On seeking the funding boost from the state, Penn State President Rodney Erickson left no doubt in a press release issued later that if the state doesn’t provide the money, it could mean even higher tuition hikes for students.

“This increase” in state funding “would directly offset operating costs that would otherwise impact tuition,” the press release said.

University officials cautioned that it’s very early in the budget process and a lot could change.

“The request to the Commonwealth and our budget planning are driven primarily by our top priority -- keeping tuition increases low," Erickson said in a prepared statement. "Our plan also is driven by the overarching priority to maintain the quality of our academic programs and provide the high-value education that our students deserve."

The state education department gave no hint as to how it would regard the request.

“…Penn State’s request will be considered along with other requests for funding to ensure they are affordable and in line with what Pennsylvania taxpayers can afford,” said department spokesman Tim Eller.

In-state students at Penn State’s main campus this year are paying $26,362 in tuition, fees and room and board. That includes a 3.39 percent tuition increase and a 4.2 percent increase in room and board. Those increases were enacted as the state froze funding.

Penn State officials said the funding boost is necessary to support increasing costs, including an estimated 2.5 percent rise in base salaries and benefits and a 1 percent increase in a merit pay pool. The budget also includes inflationary increases for health care costs and additional money for agricultural research, the medical center and the college of technology. New faculty hires and an additional $1 million for student are part of the plan, too.
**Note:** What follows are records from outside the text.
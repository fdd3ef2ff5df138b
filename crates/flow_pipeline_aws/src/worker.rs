//! Queue-driven pipeline worker.
//!
//! One worker instance runs one pipeline stage as a standing service: long
//! poll the inbound queue, stage the referenced artifact locally, run the
//! stage, publish follow-on artifacts, then acknowledge. One task in flight
//! at a time, no internal parallelism.
//!
//! Running several instances against the same queue distributes work safely
//! (the visibility window claims each message for one receiver), but the
//! final stage writes a single shared consolidated destination with no
//! compare-and-swap, so concurrent final-stage consumers race
//! last-writer-wins. Run at most one consumer of the final stage's queue.

use std::path::Path;
use std::time::Duration;

use flow_pipeline_core::contract::{decode_task, encode_task, TaskDescriptor};
use flow_pipeline_core::stage::{run_consolidate, run_summarize, StageError, StageReport};
use flow_pipeline_core::storage_keys::{consolidated_object_key, summary_object_key};
use serde_json::json;

use crate::adapters::artifact_store::ArtifactStore;
use crate::adapters::notifier::Notifier;
use crate::adapters::task_queue::TaskQueue;
use crate::logging::{log_error, log_info};
use crate::staging::stage_task;

/// Disposition of a failed task.
#[derive(Debug)]
pub enum TaskError {
    /// The artifact or message can never be processed; acknowledge and move
    /// on, retrying cannot fix it.
    Discard(String),
    /// Infrastructure fault; leave the message unacknowledged so the
    /// visibility timeout redelivers it.
    Transient(String),
}

impl From<StageError> for TaskError {
    fn from(error: StageError) -> Self {
        match error {
            StageError::Io(error) => Self::Transient(format!("stage i/o failure: {error}")),
            StageError::Csv(error) => match error.kind() {
                csv::ErrorKind::Io(_) => Self::Transient(format!("stage i/o failure: {error}")),
                _ => Self::Discard(format!("csv failure: {error}")),
            },
            StageError::Structural(message) => Self::Discard(message),
        }
    }
}

/// One pipeline stage as seen by the worker loop.
pub trait PipelineStage {
    fn name(&self) -> &'static str;

    /// Derives the output artifact key from the input artifact key.
    /// Failure here means the descriptor references something this stage
    /// cannot ever process, so the worker treats it as poison.
    fn output_key(&self, input_key: &str) -> Result<String, String>;

    /// Whether the existing output artifact is staged locally before the
    /// run. The stage runner still recomputes purely from the input.
    fn stages_prior_output(&self) -> bool {
        false
    }

    /// Subject and body of the completion notification published after a
    /// successful run, when the worker carries a notifier.
    fn completion_notice(&self, descriptor: &TaskDescriptor) -> (String, String) {
        (
            format!("Flow {} done", self.name()),
            format!(
                "Output refreshed for bucket {} from {}",
                descriptor.bucket, descriptor.key
            ),
        )
    }

    fn run(&self, input: &Path, output: &Path) -> Result<StageReport, StageError>;
}

/// Stage 1: raw capture -> per-day summary, one output per input artifact.
#[derive(Debug, Default, Clone, Copy)]
pub struct SummarizeStage;

impl PipelineStage for SummarizeStage {
    fn name(&self) -> &'static str {
        "summarize"
    }

    fn output_key(&self, input_key: &str) -> Result<String, String> {
        summary_object_key(input_key).map_err(|error| error.message().to_string())
    }

    fn run(&self, input: &Path, output: &Path) -> Result<StageReport, StageError> {
        run_summarize(input, output)
    }
}

/// Stage 2 (terminal): summary -> shared consolidated destination.
#[derive(Debug, Default, Clone, Copy)]
pub struct ConsolidateStage;

impl PipelineStage for ConsolidateStage {
    fn name(&self) -> &'static str {
        "consolidate"
    }

    fn output_key(&self, _input_key: &str) -> Result<String, String> {
        Ok(consolidated_object_key().to_string())
    }

    // The previous consolidated artifact is fetched so its absence can be
    // distinguished from store failures, but the runner recomputes purely
    // from the current summary input and overwrites it.
    fn stages_prior_output(&self) -> bool {
        true
    }

    fn completion_notice(&self, descriptor: &TaskDescriptor) -> (String, String) {
        (
            "Flow consolidation done".to_string(),
            format!(
                "Consolidated artifact refreshed for bucket {} from {}",
                descriptor.bucket, descriptor.key
            ),
        )
    }

    fn run(&self, input: &Path, output: &Path) -> Result<StageReport, StageError> {
        run_consolidate(input, output)
    }
}

#[derive(Debug, Clone)]
pub struct WorkerConfig {
    /// Component tag used in every log line this worker emits.
    pub component: &'static str,
    /// Fixed pause after a failed poll before polling again.
    pub retry_delay: Duration,
}

impl WorkerConfig {
    pub fn new(component: &'static str) -> Self {
        Self {
            component,
            retry_delay: Duration::from_secs(5),
        }
    }
}

/// What one poll did.
#[derive(Debug, Clone, PartialEq, Eq)]
pub enum PollOutcome {
    /// Long poll returned no message.
    Idle,
    /// Structurally invalid descriptor: acknowledged without processing.
    Poison,
    /// Valid descriptor over an unusable artifact: acknowledged, no output.
    Discarded,
    Processed {
        descriptor: TaskDescriptor,
        output_key: String,
        report: StageReport,
    },
}

pub struct PipelineWorker<St, S, Q> {
    config: WorkerConfig,
    stage: St,
    store: S,
    inbound: Q,
    downstream: Option<Q>,
    notifier: Option<Box<dyn Notifier>>,
}

impl<St, S, Q> PipelineWorker<St, S, Q>
where
    St: PipelineStage,
    S: ArtifactStore,
    Q: TaskQueue,
{
    pub fn new(config: WorkerConfig, stage: St, store: S, inbound: Q) -> Self {
        Self {
            config,
            stage,
            store,
            inbound,
            downstream: None,
            notifier: None,
        }
    }

    /// Adds the queue that receives the follow-on task descriptor for the
    /// produced artifact.
    pub fn with_downstream(mut self, queue: Q) -> Self {
        self.downstream = Some(queue);
        self
    }

    /// Adds the best-effort completion notifier for a terminal stage.
    pub fn with_notifier(mut self, notifier: impl Notifier + 'static) -> Self {
        self.notifier = Some(Box::new(notifier));
        self
    }

    /// One pass of the poll/process/acknowledge protocol.
    ///
    /// An `Err` means a transient fault left the current task
    /// unacknowledged; the visibility timeout will redeliver it. Because a
    /// stage recomputes its output purely from the current input artifact,
    /// reprocessing a redelivered task is idempotent.
    pub fn poll_once(&self) -> Result<PollOutcome, String> {
        let Some(message) = self.inbound.receive()? else {
            return Ok(PollOutcome::Idle);
        };

        let descriptor = match decode_task(&message.body) {
            Ok(descriptor) => descriptor,
            Err(error) => {
                log_error(
                    self.config.component,
                    "poison_message",
                    json!({ "body": message.body, "error": error.message() }),
                );
                self.inbound.delete(&message.receipt_handle)?;
                return Ok(PollOutcome::Poison);
            }
        };

        let output_key = match self.stage.output_key(&descriptor.key) {
            Ok(output_key) => output_key,
            Err(error) => {
                log_error(
                    self.config.component,
                    "poison_message",
                    json!({ "key": descriptor.key, "error": error }),
                );
                self.inbound.delete(&message.receipt_handle)?;
                return Ok(PollOutcome::Poison);
            }
        };

        log_info(
            self.config.component,
            "task_started",
            json!({
                "stage": self.stage.name(),
                "bucket": descriptor.bucket,
                "key": descriptor.key,
                "output_key": output_key,
            }),
        );

        let staged = stage_task(
            &self.store,
            &descriptor.bucket,
            &descriptor.key,
            &output_key,
            self.stage.stages_prior_output(),
            |input, output| self.stage.run(input, output).map_err(TaskError::from),
        );

        let report = match staged {
            Ok(report) => report,
            Err(TaskError::Discard(reason)) => {
                log_error(
                    self.config.component,
                    "task_discarded",
                    json!({
                        "bucket": descriptor.bucket,
                        "key": descriptor.key,
                        "error": reason,
                    }),
                );
                self.inbound.delete(&message.receipt_handle)?;
                return Ok(PollOutcome::Discarded);
            }
            Err(TaskError::Transient(reason)) => {
                return Err(reason);
            }
        };

        // Downstream send precedes the ack: a crash in between yields a
        // duplicate downstream send, never a lost one.
        if let Some(downstream) = &self.downstream {
            let next = TaskDescriptor {
                bucket: descriptor.bucket.clone(),
                key: output_key.clone(),
            };
            downstream.send(&encode_task(&next))?;
        }

        if let Some(notifier) = &self.notifier {
            let (subject, body) = self.stage.completion_notice(&descriptor);
            if let Err(error) = notifier.publish(&subject, &body) {
                log_error(
                    self.config.component,
                    "notification_failed",
                    json!({ "error": error }),
                );
            }
        }

        self.inbound.delete(&message.receipt_handle)?;

        log_info(
            self.config.component,
            "task_completed",
            json!({
                "bucket": descriptor.bucket,
                "key": descriptor.key,
                "output_key": output_key,
                "rows_read": report.rows_read,
                "groups_written": report.groups_written,
            }),
        );

        Ok(PollOutcome::Processed {
            descriptor,
            output_key,
            report,
        })
    }

    /// Standing service loop: polls until the host process is terminated.
    /// Transient faults are logged and retried after a fixed delay,
    /// indefinitely.
    pub fn run(&self) -> ! {
        log_info(
            self.config.component,
            "worker_started",
            json!({ "stage": self.stage.name() }),
        );
        loop {
            if let Err(error) = self.poll_once() {
                log_error(
                    self.config.component,
                    "poll_failed",
                    json!({ "error": error }),
                );
                std::thread::sleep(self.config.retry_delay);
            }
        }
    }
}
Also at the finance committee meeting, the board announced plans for a $2.7 billion, five-year capital plan to upgrade classrooms, academic buildings, residence halls, technology, equipment and other needs at the university’s main campus and branch campuses. No new buildings are included in the plan, a spokeswoman said.

About two-thirds of the buildings at Penn State’s main campus are more than 25 years old and have had no significant upgrades, the school said.

The university also announced that its endowment rose $174 million over the last year, finishing at $2.03 billion as of June 30.